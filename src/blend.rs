//! Blending of source and destination colors
//!
//! Each color group (rgb and alpha) is combined as
//!
//! ```text
//! result = op(src * src_factor, dst * dst_factor)
//! ```
//!

use log::warn;

use crate::color::Rgba32;

/// Combination rule applied after the factors
#[derive(Debug,Copy,Clone,PartialEq,Eq)]
pub enum BlendOp {
    /// `min(1, s + d)`
    Add,
    /// `max(0, s - d)`
    SrcMinusDest,
    /// `max(0, d - s)`
    DestMinusSrc,
}

impl BlendOp {
    /// Decode from the numeric value used by the C api
    pub fn from_raw(v: i32) -> Option<Self> {
        match v {
            0 => Some(BlendOp::Add),
            1 => Some(BlendOp::SrcMinusDest),
            2 => Some(BlendOp::DestMinusSrc),
            _ => None,
        }
    }
    fn apply(self, s: f32, d: f32) -> f32 {
        match self {
            BlendOp::Add          => (s + d).min(1.0),
            BlendOp::SrcMinusDest => (s - d).max(0.0),
            BlendOp::DestMinusSrc => (d - s).max(0.0),
        }
    }
}

/// Multiplier applied to the source or destination
#[derive(Debug,Copy,Clone,PartialEq,Eq)]
pub enum BlendFactor {
    Zero,
    One,
    Alpha,
    InverseAlpha,
    SrcColor,
    DestColor,
    InverseSrcColor,
    InverseDestColor,
}

impl BlendFactor {
    /// Decode from the numeric value used by the C api
    pub fn from_raw(v: i32) -> Option<Self> {
        use BlendFactor::*;
        let f = match v {
            0 => Zero,
            1 => One,
            2 => Alpha,
            3 => InverseAlpha,
            4 => SrcColor,
            5 => DestColor,
            6 => InverseSrcColor,
            7 => InverseDestColor,
            _ => return None,
        };
        Some(f)
    }
    /// Factor uses only alpha values, identical on every channel
    pub fn is_alpha_only(self) -> bool {
        use BlendFactor::*;
        match self {
            Zero | One | Alpha | InverseAlpha => true,
            _ => false,
        }
    }
}

/// Factor as a single scalar, from the source alpha and destination alpha
fn alpha_factor(f: BlendFactor, src_a: f32, dst_a: f32) -> f32 {
    use BlendFactor::*;
    match f {
        Zero             => 0.0,
        One              => 1.0,
        Alpha            => src_a,
        InverseAlpha     => 1.0 - src_a,
        SrcColor         => src_a,
        DestColor        => dst_a,
        InverseSrcColor  => 1.0 - src_a,
        InverseDestColor => 1.0 - dst_a,
    }
}

/// Factor per channel; color based factors differ between channels
fn color_factor(f: BlendFactor, src: &Rgba32, dst: &Rgba32) -> Rgba32 {
    use BlendFactor::*;
    let one = Rgba32::white();
    match f {
        SrcColor         => *src,
        DestColor        => *dst,
        InverseSrcColor  => Rgba32::new(1.0 - src.r, 1.0 - src.g, 1.0 - src.b, 1.0 - src.a),
        InverseDestColor => Rgba32::new(1.0 - dst.r, 1.0 - dst.g, 1.0 - dst.b, 1.0 - dst.a),
        _ => one * alpha_factor(f, src.a, dst.a),
    }
}

/// Blend mode: operations and factors for color and alpha
///
///     use softraster::{BlendMode,BlendOp,BlendFactor,Rgba32};
///
///     let mode = BlendMode::alpha();
///     let src = Rgba32::new(1.0, 0.0, 0.0, 0.5);
///     let dst = Rgba32::new(0.0, 0.0, 1.0, 1.0);
///     let out = mode.blend(src, dst);
///     assert_eq!(out, Rgba32::new(0.5, 0.0, 0.5, 0.75));
///
#[derive(Debug,Copy,Clone,PartialEq,Eq)]
pub struct BlendMode {
    pub op: BlendOp,
    pub src: BlendFactor,
    pub dst: BlendFactor,
    pub alpha_op: BlendOp,
    pub alpha_src: BlendFactor,
    pub alpha_dst: BlendFactor,
}

/// Premultiplied alpha: Add, One, InverseAlpha
impl Default for BlendMode {
    fn default() -> Self {
        Self::new(BlendOp::Add, BlendFactor::One, BlendFactor::InverseAlpha)
    }
}

impl BlendMode {
    /// Same operation and factors for color and alpha
    pub fn new(op: BlendOp, src: BlendFactor, dst: BlendFactor) -> Self {
        Self::separate(op, src, dst, op, src, dst)
    }
    /// Separate operation and factors for color and alpha
    pub fn separate(op: BlendOp, src: BlendFactor, dst: BlendFactor,
                    alpha_op: BlendOp, alpha_src: BlendFactor, alpha_dst: BlendFactor) -> Self {
        Self { op, src, dst, alpha_op, alpha_src, alpha_dst }
    }
    /// Source replaces destination
    pub fn copy() -> Self {
        Self::new(BlendOp::Add, BlendFactor::One, BlendFactor::Zero)
    }
    /// Non-premultiplied source over destination
    pub fn alpha() -> Self {
        Self::new(BlendOp::Add, BlendFactor::Alpha, BlendFactor::InverseAlpha)
    }
    /// Decode the six values used by the C api
    ///
    /// Order is op, src, dst, alpha_op, alpha_src, alpha_dst.  An unknown
    /// value is a programming error; in release builds the color or alpha
    /// group containing it blends to zero.
    pub fn from_raw(raw: [i32; 6]) -> Self {
        let group = |op: i32, src: i32, dst: i32| {
            match (BlendOp::from_raw(op), BlendFactor::from_raw(src), BlendFactor::from_raw(dst)) {
                (Some(op), Some(src), Some(dst)) => (op, src, dst),
                _ => {
                    debug_assert!(false, "unknown blend value in {} {} {}", op, src, dst);
                    warn!("unknown blend value in {} {} {}", op, src, dst);
                    (BlendOp::Add, BlendFactor::Zero, BlendFactor::Zero)
                }
            }
        };
        let (op, src, dst) = group(raw[0], raw[1], raw[2]);
        let (alpha_op, alpha_src, alpha_dst) = group(raw[3], raw[4], raw[5]);
        Self { op, src, dst, alpha_op, alpha_src, alpha_dst }
    }
    /// Destination does not contribute to the result
    pub fn dest_is_zero(&self) -> bool {
        self.dst == BlendFactor::Zero && self.alpha_dst == BlendFactor::Zero &&
            self.op != BlendOp::DestMinusSrc && self.alpha_op != BlendOp::DestMinusSrc
    }
    /// Source is used unscaled
    pub fn src_not_modified(&self) -> bool {
        self.src == BlendFactor::One && self.alpha_src == BlendFactor::One
    }
    /// Blending reduces to writing the source color
    pub fn is_copy(&self) -> bool {
        self.dest_is_zero() && self.src_not_modified()
    }
    /// All factors depend only on alpha values
    pub fn is_alpha_only(&self) -> bool {
        self.src.is_alpha_only() && self.dst.is_alpha_only() &&
            self.alpha_src.is_alpha_only() && self.alpha_dst.is_alpha_only()
    }
    /// Blend `src` onto `dst`
    pub fn blend(&self, src: Rgba32, dst: Rgba32) -> Rgba32 {
        if self.is_alpha_only() {
            self.blend_alpha_only(src, dst)
        } else {
            self.blend_general(src, dst)
        }
    }
    /// Blend using scalar factors
    ///
    /// Only exact when every factor is Zero, One, Alpha or InverseAlpha
    pub fn blend_alpha_only(&self, src: Rgba32, dst: Rgba32) -> Rgba32 {
        let sf = alpha_factor(self.src, src.a, dst.a);
        let df = alpha_factor(self.dst, src.a, dst.a);
        let asf = alpha_factor(self.alpha_src, src.a, dst.a);
        let adf = alpha_factor(self.alpha_dst, src.a, dst.a);
        Rgba32 {
            r: self.op.apply(src.r * sf, dst.r * df),
            g: self.op.apply(src.g * sf, dst.g * df),
            b: self.op.apply(src.b * sf, dst.b * df),
            a: self.alpha_op.apply(src.a * asf, dst.a * adf),
        }
    }
    /// Blend using per channel factors
    pub fn blend_general(&self, src: Rgba32, dst: Rgba32) -> Rgba32 {
        let sf = color_factor(self.src, &src, &dst);
        let df = color_factor(self.dst, &src, &dst);
        let asf = alpha_factor(self.alpha_src, src.a, dst.a);
        let adf = alpha_factor(self.alpha_dst, src.a, dst.a);
        Rgba32 {
            r: self.op.apply(src.r * sf.r, dst.r * df.r),
            g: self.op.apply(src.g * sf.g, dst.g * df.g),
            b: self.op.apply(src.b * sf.b, dst.b * df.b),
            a: self.alpha_op.apply(src.a * asf, dst.a * adf),
        }
    }
}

* [Task objective]: How many lines in the entries include "BlendMode"? Only the number is wanted.

* [Task solution]: 5